Visa Revenue Tops Estimates
$11.23 billion was the headline number, but the beat extended beyond one line item. Revenue outpaced expectations by $540 million, while EPS exceeded estimates by 7.09%, giving the quarter a cleaner read than a simple top-line comparison would suggest.
17.1% year-over-year revenue growth points to a larger processing base and stronger transaction activity than in the March 2025 quarter, when revenue was $9.59 billion. For investors tracking payment networks, that leaves the company with a firmer near-term profile than the estimate alone implied.

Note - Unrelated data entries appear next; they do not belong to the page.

//! End-to-end tests against a real `pwsh`. Skipped when it is not installed.


use std::sync::Arc;
use std::time::Duration;

use tokio_util::sync::CancellationToken;

use script_agent::config::HostConfig;
use script_agent::error::JobError;
use script_agent::host::PwshHost;
use script_agent::job::{JobOutcome, MessageLevel, RemoteJob};
use script_agent::script::ExecuteScriptJob;
use script_agent::service::ServiceStatus;
use test_harness::{drain_log, test_context, FakeServiceManager};

fn pwsh_available() -> bool {
    std::process::Command::new("pwsh")
        .args(["-NoLogo", "-NoProfile", "-Command", "exit 0"])
        .output()
        .map(|output| output.status.success())
        .unwrap_or(false)
}

macro_rules! require_pwsh {
    () => {
        if !pwsh_available() {
            eprintln!("pwsh not found, skipping");
            return;
        }
    };
}

fn pwsh_context() -> (
    script_agent::job::JobContext,
    tokio::sync::mpsc::UnboundedReceiver<script_agent::job::LogMessage>,
) {
    test_context(
        Arc::new(PwshHost::new(HostConfig::default())),
        Arc::new(FakeServiceManager::new(ServiceStatus::Stopped)),
    )
}

#[tokio::test]
async fn test_pwsh_output_variables_and_exit_code() {
    require_pwsh!();
    let (ctx, _log) = pwsh_context();
    let job = ExecuteScriptJob {
        collect_output: true,
        ..ExecuteScriptJob::new(
            "param($Count)\n\"Hello $Name\"\n\"Count=$Count\"\n$Answer = 6 * 7\nexit 4",
        )
    }
    .with_variable("Name", "World")
    .with_parameter("Count", "3")
    .with_output_variable("Answer")
    .with_output_variable("NeverSet");

    let result = job
        .execute(&ctx, CancellationToken::new())
        .await
        .unwrap()
        .completed()
        .unwrap();

    assert_eq!(result.exit_code, Some(4));
    assert_eq!(result.output, vec!["Hello World".to_string(), "Count=3".to_string()]);
    assert_eq!(result.output_variables.get("Answer"), Some("42"));
    assert!(result.output_variables.contains("NeverSet"));
    assert_eq!(result.output_variables.get("NeverSet"), None);
}

#[tokio::test]
async fn test_pwsh_no_exit_code_without_exit() {
    require_pwsh!();
    let (ctx, _log) = pwsh_context();

    let result = ExecuteScriptJob::new("Write-Output 'done'")
        .execute(&ctx, CancellationToken::new())
        .await
        .unwrap()
        .completed()
        .unwrap();

    assert_eq!(result.exit_code, None);
}

#[tokio::test]
async fn test_pwsh_warning_stream_logged() {
    require_pwsh!();
    let (ctx, mut log) = pwsh_context();

    ExecuteScriptJob::new("Write-Warning 'low disk'")
        .execute(&ctx, CancellationToken::new())
        .await
        .unwrap();

    let messages = drain_log(&mut log);
    assert!(messages
        .iter()
        .any(|m| m.level == MessageLevel::Warning && m.message == "low disk"));
}

#[tokio::test]
async fn test_pwsh_streams_keep_their_order() {
    require_pwsh!();
    let (ctx, mut log) = pwsh_context();
    let job = ExecuteScriptJob {
        collect_output: true,
        log_output: true,
        ..ExecuteScriptJob::new(
            "Write-Output @{a=1}\nWrite-Output 'first'\nWrite-Error 'second'\n\
             Write-Warning 'third'\nWrite-Output 'WARNING: fourth'",
        )
    };

    let result = job
        .execute(&ctx, CancellationToken::new())
        .await
        .unwrap()
        .completed()
        .unwrap();

    // One line per object, whatever its formatted shape.
    assert_eq!(
        result.output,
        vec![
            "System.Collections.Hashtable".to_string(),
            "first".to_string(),
            "WARNING: fourth".to_string(),
        ]
    );
    let messages: Vec<(MessageLevel, String)> = drain_log(&mut log)
        .into_iter()
        .filter(|m| m.level != MessageLevel::Debug)
        .map(|m| (m.level, m.message))
        .collect();
    assert_eq!(
        messages,
        vec![
            (MessageLevel::Information, "System.Collections.Hashtable".to_string()),
            (MessageLevel::Information, "first".to_string()),
            (MessageLevel::Error, "second".to_string()),
            (MessageLevel::Warning, "third".to_string()),
            (MessageLevel::Information, "WARNING: fourth".to_string()),
        ]
    );
}

#[tokio::test]
async fn test_pwsh_runtime_error_fails_job() {
    require_pwsh!();
    let (ctx, _log) = pwsh_context();

    let err = ExecuteScriptJob::new("throw 'bad things'")
        .execute(&ctx, CancellationToken::new())
        .await
        .unwrap_err();

    assert!(matches!(err, JobError::Host(_)));
    assert!(err.to_string().contains("bad things"));
}

#[tokio::test]
async fn test_pwsh_cancel_is_prompt() {
    require_pwsh!();
    let (ctx, _log) = pwsh_context();
    let cancel = CancellationToken::new();

    let trigger = cancel.clone();
    tokio::spawn(async move {
        tokio::time::sleep(Duration::from_millis(500)).await;
        trigger.cancel();
    });

    let outcome = tokio::time::timeout(
        Duration::from_secs(10),
        ExecuteScriptJob::new("Start-Sleep -Seconds 120").execute(&ctx, cancel),
    )
    .await
    .expect("cancellation should not wait for the script")
    .unwrap();

    assert_eq!(outcome, JobOutcome::Cancelled);
}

66.09 Billion Transactions
66.09 billion end-of-period connections total transactions still landed below the five-analyst average estimate of 66.69 billion. That gap is small, but it shows the quarter was not uniformly ahead of expectations even with the stronger revenue and earnings print.
$3,730.00 billion in total payments volume set the scale of the quarter, with the U.S. at $1,788.00 billion, Asia Pacific at $521.00 billion, CEMEA at $245.00 billion, LAC at $274.00 billion, and Canada at $106.00 billion. Those figures show where the network’s activity is concentrated and where spending held up across regions.
Fee Lines Beat Again
$5.54 billion in data processing revenue rose 17.9% from a year earlier, while service revenue reached $4.98 billion, up 13.2%. Other revenue climbed to $1.32 billion, an increase of 40.9%, and international transaction revenue rose to $3.63 billion, up 10.3%.
Negative $4.25 billion in client incentive revenue also moved 13.7% higher year over year, which cut against the rest of the revenue mix but did not prevent the overall quarter from beating forecasts. If spending and payment volumes stay near these levels, the revenue mix suggests Visa is still converting traffic into higher fee income even with incentives weighing on the line.
7.09% earnings per share upside leaves the cleaner question for investors on the operating side: whether transactions can keep narrowing the gap to estimates after this quarter's revenue and profit beat. The next read will matter because the quarter showed strength across several fee lines, but total transactions still came in light versus the analyst average.